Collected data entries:
/*
    Copyright © 2023, ParallelChain Lab
    Licensed under the Apache License, Version 2.0: http://www.apache.org/licenses/LICENSE-2.0
*/

//! Server side of the tree protocol: deciding whether to accept a requester as a child.
//!
//! A [`Request`] is examined under the state lock, against the following checks in order. The first
//! check that applies decides the response.
//!
//! 1. The requester is already a neighbor: the request is a duplicate and is ignored.
//! 2. The requester's color and depth do not allow it beneath the local node: `NOT_DEPTH_OR_COLOR`.
//! 3. The local node is reconfiguring itself and the requester does not dominate it: `BUSY`.
//! 4. The local node has reached its maximum degree and the requester did not force it:
//!    `NOT_MAX_DEGREE`, with the local node's children as alternatives.
//! 5. The local node has not reached its minimum degree and the requester did not force it:
//!    `NOT_MIN_DEGREE`, with the local node's upstream chain as alternatives.
//! 6. Otherwise: `CONNECTION_ACCEPTED`.
//!
//! ## Ordering
//!
//! The requester may attach beneath the local node if:
//! 1. The local node is a colorless root and the requester is colored. The local node then adopts the
//!    requester's color, or
//! 2. They have the same color, and the local depth is (or can be moved) strictly between the depth
//!    of the local node's father and the requester's depth, or
//! 3. They have different colors and the requester's color [can connect
//!    to](crate::types::Color::can_connect_to) the local node's color.

use rand::Rng;

use crate::{
    messages::{
        Busy, ConnectionAccepted, GoodCandidate, Message, NewSibling, NotDepthOrColor, NotMaxDegree,
        NotMinDegree, Request, Response, Update,
    },
    networking::{sending::SenderHandle, Transport},
    types::{Color, Depth, NodeDescriptor},
};

use super::{protocol::Core, state::TreeState};

/// What admission would change about the local node if it accepted.
enum Admission {
    /// Take `color` and `depth`.
    Adopt(Color, Depth),
    /// Keep the color, take `depth`.
    Move(Depth),
    /// Keep both.
    Keep,
}

impl<T: Transport> Core<T> {
    /// Answer a [`Request`] from `requester`.
    pub(crate) fn examine_request(&self, requester: NodeDescriptor, request: Request) {
        let mut rng = rand::thread_rng();
        let mut sender = self.sender();
        let mut state = self.state.lock().unwrap();

        if state.neighbors.contains(&requester) {
            log::debug!("Ignoring duplicate request from {}", requester);
            return;
        }

        let Some(admission) = admit(&state, &request, &mut rng) else {
            let local_root = state.local_root(&self.local);
            let (good_candidate, hint) = if state.color.can_connect_to(&request.color) {
                // The local tree may attach beneath the requester's: tell the local root about it.
                if local_root == self.local {
                    state.global.set_good_candidate(requester.clone());
                    (None, None)
                } else {
                    (None, Some(local_root))
                }
            } else if local_root != self.local {
                (Some(local_root), None)
            } else {
                (None, None)
            };

            self.reject(
                &mut sender,
                &requester,
                NotDepthOrColor {
                    color: state.color.clone(),
                    depth: state.depth,
                    good_candidate,
                },
            );
            drop(state);

            if let Some(root) = hint {
                self.send_transient(
                    &root,
                    GoodCandidate {
                        candidate: requester,
                    }
                    .into(),
                );
            }
            return;
        };

        let degree = state.neighbors.number_of_brokers();
        let rejection: Option<Response> =
            if self.slot.is_busy() && !state.color.can_connect_to(&request.color) {
                Some(
                    Busy {
                        color: state.color.clone(),
                        depth: state.depth,
                    }
                    .into(),
                )
            } else if degree >= self.configuration.max_degree && !request.force_max_degree {
                Some(
                    NotMaxDegree {
                        color: state.color.clone(),
                        depth: state.depth,
                        siblings: state.children(),
                    }
                    .into(),
                )
            } else if degree < self.configuration.min_degree && !request.force_min_degree {
                Some(
                    NotMinDegree {
                        color: state.color.clone(),
                        depth: state.depth,
                        upstream: state.chain_for_children(self.configuration.upstream_max_length),
                    }
                    .into(),
                )
            } else {
                None
            };

        if let Some(rejection) = rejection {
            self.reject(&mut sender, &requester, rejection);
            return;
        }

        self.accept(&mut sender, &mut state, requester, admission);
    }

    fn reject(
        &self,
        sender: &mut SenderHandle<T>,
        requester: &NodeDescriptor,
        rejection: impl Into<Response>,
    ) {
        let rejection = rejection.into();
        if let Some(kind) = rejection.rejection_kind() {
            self.events.reject_child(&requester.id(), kind);
        }
        if let Err(err) = sender.send(requester, rejection) {
            log::debug!("Could not answer {}: {}", requester, err);
        }
    }

    fn accept(
        &self,
        sender: &mut SenderHandle<T>,
        state: &mut TreeState,
        child: NodeDescriptor,
        admission: Admission,
    ) {
        let previous = (state.color.clone(), state.depth);
        let color_changed = match admission {
            Admission::Adopt(color, depth) => {
                state.color = color;
                state.depth = depth;
                true
            }
            Admission::Move(depth) => {
                state.depth = depth;
                false
            }
            Admission::Keep => false,
        };

        let children = state.children();
        let upstream = state.chain_for_children(self.configuration.upstream_max_length);
        let accepted = ConnectionAccepted {
            color: state.color.clone(),
            depth: state.depth,
            upstream: upstream.clone(),
            siblings: children.clone(),
        };

        if let Err(err) = sender.send(&child, accepted) {
            log::debug!("Could not accept {}: {}", child, err);
            (state.color, state.depth) = previous;
            return;
        }

        // Hold a reference to the link for as long as the child is a neighbor.
        if let Some(url) = child.primary_url() {
            if let Err(err) = sender.safe_open(url) {
                log::debug!("Could not retain the link to {}: {}", child, err);
            }
        }
        state.neighbors.confirm(child.clone());
        self.events.accept_child(&child.id(), &state.color, state.depth);

        let new_sibling: Message = NewSibling {
            color: state.color.clone(),
            depth: state.depth,
            upstream: upstream.clone(),
            siblings: children.clone(),
            global_cache: state.global.snapshot(),
            sibling: child,
        }
        .into();
        sender.send_to_all(&children, new_sibling);

        if color_changed {
            let update = Update {
                color: state.color.clone(),
                depth: state.depth,
                upstream,
                hop_to_live: self.configuration.hop_to_live(),
            };
            sender.send_to_all(&children, update);
        }
    }
}

/// Whether `request` passes the ordering test, and if so, what accepting it would change locally.
fn admit(state: &TreeState, request: &Request, rng: &mut impl Rng) -> Option<Admission> {
    if state.is_root() && state.color.is_colorless() && !request.color.is_colorless() {
        let mut depth = state.depth;
        depth.make_less_than(request.depth, None, rng);
        return Some(Admission::Adopt(request.color.clone(), depth));
    }

    if state.color == request.color {
        if state.depth < request.depth
            && state.father_depth.map_or(true, |floor| floor < state.depth)
        {
            return Some(Admission::Keep);
        }
        let mut depth = state.depth;
        return depth
            .make_less_than(request.depth, state.father_depth, rng)
            .then_some(Admission::Move(depth));
    }

    request
        .color
        .can_connect_to(&state.color)
        .then_some(Admission::Keep)
}

#[cfg(test)]
mod tests {
    use crate::{config::Configuration, messages::RejectionKind};

    use super::*;

    fn request(color: &Color, depth: f64) -> Request {
        Request {
            color: color.clone(),
            depth: Depth::new(depth),
            force_max_degree: false,
            force_min_degree: false,
        }
    }

    fn state(color: &Color, depth: f64) -> TreeState {
        let mut state = TreeState::new(&Configuration::default(), &mut rand::thread_rng());
        state.color = color.clone();
        state.depth = Depth::new(depth);
        state
    }

    #[test]
    fn colorless_root_yields_to_colored_requester() {
        let mut rng = rand::thread_rng();
        let colored = Color::new(vec!["mock://a".into()]);
        let state = state(&Color::colorless(), 5.0);

        match admit(&state, &request(&colored, 1.0), &mut rng) {
            Some(Admission::Adopt(color, depth)) => {
                assert_eq!(color, colored);
                assert!(depth < Depth::new(1.0));
            }
            _ => panic!("expected the colorless root to adopt the requester's color"),
        }
    }

    #[test]
    fn same_color_requires_room_above_the_requester() {
        let mut rng = rand::thread_rng();
        let color = Color::new(vec!["mock://a".into()]);

        let shallow = state(&color, 1.0);
        assert!(matches!(
            admit(&shallow, &request(&color, 2.0), &mut rng),
            Some(Admission::Keep)
        ));

        let mut deep = state(&color, 3.0);
        deep.father = Some(NodeDescriptor::new(vec!["mock://father".into()], true));
        deep.father_depth = Some(Depth::new(1.0));
        match admit(&deep, &request(&color, 2.0), &mut rng) {
            Some(Admission::Move(depth)) => assert!(Depth::new(1.0) < depth && depth < Depth::new(2.0)),
            _ => panic!("expected the local depth to move between father and requester"),
        }

        // The requester is above the local node's father: accepting it would close a cycle.
        assert!(admit(&deep, &request(&color, 0.5), &mut rng).is_none());
    }

    #[test]
    fn different_colors_follow_the_color_order() {
        let mut rng = rand::thread_rng();
        let short = Color::new(vec!["mock://a".into()]);
        let long = Color::new(vec!["mock://a".into(), "mock://b".into()]);

        // Shorter colors attach beneath longer ones.
        assert!(admit(&state(&long, 0.0), &request(&short, 9.0), &mut rng).is_some());
        assert!(admit(&state(&short, 0.0), &request(&long, 9.0), &mut rng).is_none());

        // Having a father does not change the order between colors.
        let mut attached = state(&long, 0.0);
        attached.father = Some(NodeDescriptor::new(vec!["mock://father".into()], true));
        assert!(admit(&attached, &request(&short, 9.0), &mut rng).is_some());
    }

    #[test]
    fn rejection_kinds_match_their_responses() {
        let response: Response = Busy {
            color: Color::colorless(),
            depth: Depth::new(0.0),
        }
        .into();
        assert_eq!(response.rejection_kind(), Some(RejectionKind::Busy));
    }
}
/*
    Copyright © 2023, ParallelChain Lab
    Licensed under the Apache License, Version 2.0: http://www.apache.org/licenses/LICENSE-2.0
*/

//! Functions and types for sending messages through the [`Transport`].

use crate::{messages::Message, types::NodeDescriptor};

use super::transport::{LinkError, SendError, TrafficClass, Transport};

/// Handle for opening and closing links and sending messages through the [`Transport`].
///
/// It can be used to send instances of any type that implement the [`Into<Message>`] trait.
#[derive(Clone)]
pub(crate) struct SenderHandle<T: Transport> {
    transport: T,
}

impl<T: Transport> SenderHandle<T> {
    pub(crate) fn new(transport: T) -> Self {
        Self { transport }
    }

    pub(crate) fn send<M: Into<Message>>(
        &mut self,
        peer: &NodeDescriptor,
        msg: M,
    ) -> Result<(), SendError> {
        self.transport.send(peer, msg.into(), TrafficClass::Control)
    }

    /// Send `msg` to each of `peers` over already open links, logging (but otherwise ignoring) failures.
    pub(crate) fn send_to_all<'a, M: Into<Message>>(
        &mut self,
        peers: impl IntoIterator<Item = &'a NodeDescriptor>,
        msg: M,
    ) {
        let msg = msg.into();
        for peer in peers {
            if let Err(err) = self.transport.send(peer, msg.clone(), TrafficClass::Control) {
                log::debug!("Could not send {} to {}: {}", msg.subject(), peer, err);
            }
        }
    }

    /// Open a link to `url`, or take another reference to it if it is already open.
    pub(crate) fn safe_open(&mut self, url: &str) -> Result<NodeDescriptor, LinkError> {
        match self.transport.open_link(url) {
            Ok(peer) | Err(LinkError::AlreadyLinked(peer)) => Ok(peer),
            Err(err) => Err(err),
        }
    }

    /// Release the reference to the link to `peer` taken by [`safe_open`](Self::safe_open).
    pub(crate) fn safe_close(&mut self, peer: &NodeDescriptor) {
        self.transport.close_link(peer)
    }

    /// Open a short-lived link to `peer`, send `msg` on it, and release the link.
    ///
    /// Failures are logged and otherwise ignored: everything sent this way is a hint that the
    /// receiver can live without.
    pub(crate) fn send_transient<M: Into<Message>>(
        &mut self,
        peer: &NodeDescriptor,
        msg: M,
        class: TrafficClass,
    ) {
        let msg = msg.into();
        let Some(url) = peer.primary_url() else {
            log::debug!("Cannot send {} to {}: no known url", msg.subject(), peer);
            return;
        };

        let linked = match self.safe_open(url) {
            Ok(linked) => linked,
            Err(err) => {
                log::debug!("Cannot send {} to {}: {}", msg.subject(), peer, err);
                return;
            }
        };

        let subject = msg.subject();
        if let Err(err) = self.transport.send(&linked, msg, class) {
            log::debug!("Could not send {} to {}: {}", subject, linked, err);
        }
        self.safe_close(&linked);
    }
}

Task item –
For the word "super", count the lines of the records above that hold it and state only that count.

Answer to the exercise –
3